SADAT’la ilgili Milli Savunma Bakanlığı olarak hiçbir ilişkimiz olmadığını kesinlikle söylüyorum. Bu tamamen bizim dışımızda bir hadise.

“BİZİM S-400 İLE İLGİLİ BİR PROBLEMİMİZ YOK”

Bu S-400 sürekli gündeme geliyor. Gerçekten bizim S-400 ile ilgili bir problemimiz yok. Biz NATO üyesi olmaktan dolayı, batı ülkeleriyle çalışmaktan dolayı bu nedenle işe başlarken ülkemizin, 85 milyonun hava savunmasını uzak menzilli… Biz bunu temin etmeye Amerika’dan başladık. Patriottan başladık. Olmadı. Ne yapacağız? Buna ihtiyacımız var. S-400 oldu. S-400 nerede? S-400 yerinde. Kullanılmaya hazır. Her şeyi hazır. Böyle bir tehdit geliştiği takdirde ülkemizin hava savunmasının nerede olacağını karar verdikten sonra bunu götürür ve kullanırız.

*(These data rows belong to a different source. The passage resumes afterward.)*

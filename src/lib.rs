//! wp-populate library
//!
//! Seeds a WordPress site with synthetic categories, tags, authors, posts,
//! pages, comments and featured images for development and testing.
//!
//! # Crates
//!
//! - `populate_generator` - synthetic field values and random selection
//! - `content_store` - store traits, entity types and the in-memory store
//! - `wp_rest_client` - WordPress REST API store and media sideloader
//! - `populate_seeder` - creation operations and dependency backfill
//!
//! # CLI Usage
//!
//! ```bash
//! # Ten categories
//! wp-populate --endpoint http://localhost:8080 --username admin \
//!   --application-password "abcd efgh ijkl mnop" category --count 10
//!
//! # Posts with tags, a category and comments
//! wp-populate post --count 3 --tags --category --comment
//!
//! # Everything, without touching a site
//! wp-populate --dry-run all
//! ```

use clap::Args;
use std::path::PathBuf;

pub mod cli;
pub mod config;
pub mod populate;

/// WordPress connection options.
///
/// Every field is optional here; missing values fall back to the
/// `--config` profile and then to built-in defaults (see [`config::Settings`]).
#[derive(Args, Clone, Debug, Default)]
pub struct ConnectionOpts {
    /// WordPress site URL
    #[arg(long, env = "WP_ENDPOINT", global = true)]
    pub endpoint: Option<String>,

    /// WordPress username owning the application password
    #[arg(long, env = "WP_USERNAME", global = true)]
    pub username: Option<String>,

    /// Application password for REST API authentication
    #[arg(long, env = "WP_APPLICATION_PASSWORD", hide_env_values = true, global = true)]
    pub application_password: Option<String>,

    /// HTTP request timeout, e.g. "30", "30s", "5m"
    #[arg(long, env = "WP_TIMEOUT", global = true)]
    pub timeout: Option<String>,

    /// TOML connection profile
    #[arg(long, value_name = "PATH", env = "WP_POPULATE_CONFIG", global = true)]
    pub config: Option<PathBuf>,

    /// Featured image URL template; "{id}" is replaced by a number from 1 to 10
    #[arg(long, env = "WP_IMAGE_URL", global = true)]
    pub image_url: Option<String>,
}

/// Options controlling a single run.
#[derive(Args, Clone, Debug, Default)]
pub struct RunOpts {
    /// Random seed for reproducible content (same seed = same data)
    #[arg(long, global = true)]
    pub seed: Option<u64>,

    /// Generate into an in-memory store instead of the site
    #[arg(long, global = true)]
    pub dry_run: bool,

    /// Hide progress bars
    #[arg(long, short = 'q', global = true)]
    pub quiet: bool,
}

“MADALYAYLA İLGİLİ CEVABI VERDİK”

Orada biraz fazla abartılı cevap verdik. Sorulara karşı bizim temel tepkimizin sebebi bu sorular onlarca kez soruldu. Efendim bu madalyayı nasıl aldın, Meclis’e niye gelmedin? Verdik, bunların hepsinin cevabı var. Meclis’e geldiğimizde bize sorulabilecek sorular neler varsa bunların hepsinin cevabı yazılı olarak internet sayfalarında… Bana 15 Temmuz sonrası Meclis, mahkemeler, savcılık bize ne dediyse, bize düşen görev neyse biz yaptık. Hepsi ortada duruyor. Başka amaçlarla bilinen şeylerin, bilerek, isteyerek, inanarak bir şey söylemesi, bir iddiada bulunması saygıdeğer. Ama birilerinin adına, eline tutuşturduklarıyla, birilerinin kafasına girdiğiyle birtakım işler çevirmeye kalması karşıda tepki uyandırıyor.

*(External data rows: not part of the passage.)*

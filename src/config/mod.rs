//! Connection settings resolution.
//!
//! Each field is taken from the first source that sets it: command-line flag,
//! environment variable, `--config` profile, built-in default.

pub mod duration;
pub mod profile;

use anyhow::Context;
use populate_seeder::DEFAULT_IMAGE_URL_TEMPLATE;
use std::time::Duration;
use wp_rest_client::ClientConfig;

use crate::ConnectionOpts;
pub use duration::parse_duration;
pub use profile::ConnectionProfile;

pub const DEFAULT_ENDPOINT: &str = "http://localhost:8080";
pub const DEFAULT_USERNAME: &str = "admin";
pub const DEFAULT_TIMEOUT: Duration = Duration::from_secs(30);

/// Fully resolved connection settings.
#[derive(Clone, PartialEq, Eq)]
pub struct Settings {
    pub endpoint: String,
    pub username: String,
    pub application_password: Option<String>,
    pub timeout: Duration,
    pub image_url: String,
}

impl std::fmt::Debug for Settings {
    fn fmt(&self, f: &mut std::fmt::Formatter<'_>) -> std::fmt::Result {
        f.debug_struct("Settings")
            .field("endpoint", &self.endpoint)
            .field("username", &self.username)
            .field(
                "application_password",
                &self.application_password.as_ref().map(|_| "***"),
            )
            .field("timeout", &self.timeout)
            .field("image_url", &self.image_url)
            .finish()
    }
}

impl Default for Settings {
    fn default() -> Self {
        Self {
            endpoint: DEFAULT_ENDPOINT.to_string(),
            username: DEFAULT_USERNAME.to_string(),
            application_password: None,
            timeout: DEFAULT_TIMEOUT,
            image_url: DEFAULT_IMAGE_URL_TEMPLATE.to_string(),
        }
    }
}

impl Settings {
    /// Resolve settings from parsed options, loading the profile if one is named.
    pub fn resolve(opts: &ConnectionOpts) -> anyhow::Result<Self> {
        let profile = match &opts.config {
            Some(path) => ConnectionProfile::from_file(path)?,
            None => ConnectionProfile::default(),
        };
        Self::merge(opts, profile)
    }

    fn merge(opts: &ConnectionOpts, profile: ConnectionProfile) -> anyhow::Result<Self> {
        let defaults = Settings::default();

        let endpoint = opts
            .endpoint
            .clone()
            .or(profile.endpoint)
            .unwrap_or(defaults.endpoint);
        if !(endpoint.starts_with("http://") || endpoint.starts_with("https://")) {
            anyhow::bail!("Endpoint must be an http:// or https:// URL, got '{endpoint}'");
        }

        let timeout = match opts.timeout.clone().or(profile.timeout) {
            Some(raw) => {
                parse_duration(&raw).with_context(|| format!("Invalid timeout '{raw}'"))?
            }
            None => defaults.timeout,
        };

        Ok(Self {
            endpoint,
            username: opts
                .username
                .clone()
                .or(profile.username)
                .unwrap_or(defaults.username),
            application_password: opts
                .application_password
                .clone()
                .or(profile.application_password)
                .filter(|p| !p.trim().is_empty()),
            timeout,
            image_url: opts
                .image_url
                .clone()
                .or(profile.image_url)
                .unwrap_or(defaults.image_url),
        })
    }

    /// REST client configuration; fails when no application password is set.
    pub fn client_config(&self) -> anyhow::Result<ClientConfig> {
        let application_password = self.application_password.clone().context(
            "No application password: pass --application-password, set \
             WP_APPLICATION_PASSWORD or add it to the --config profile",
        )?;

        Ok(ClientConfig {
            endpoint: self.endpoint.clone(),
            username: self.username.clone(),
            application_password,
            timeout: self.timeout,
        })
    }
}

“OPERASYON YAPMAK İÇİN GERÇEKTEN HİÇBİR SUNİ GEREKÇEYE İHTİYACIMIZ YOK”

“PEŞKEŞ LAFI VAR BU BİZİ ÜZÜYOR. KEVGİR LAFI VAR BİZİ ÜZÜYOR”

Arkadaşlar bir de bu kelimelerin kırıcı olmaması lazım.Peşkeş lafı var bu bizi üzüyor. Kevgir lafı var bizi üzüyor. Hududu anlatıp duruyoruz. Kevgir falan değil. Böyle bir şey yok. Danıştay’a dört kere gidildi. Danıştay, diyor ki normal bu işlem diyor. Bizler, akıl, bilim, anayasa… Bakanlığımız böyle çalışıyor. Yanlış bir şey varsa düzelttik. Düzeltmeye de çalışıyoruz.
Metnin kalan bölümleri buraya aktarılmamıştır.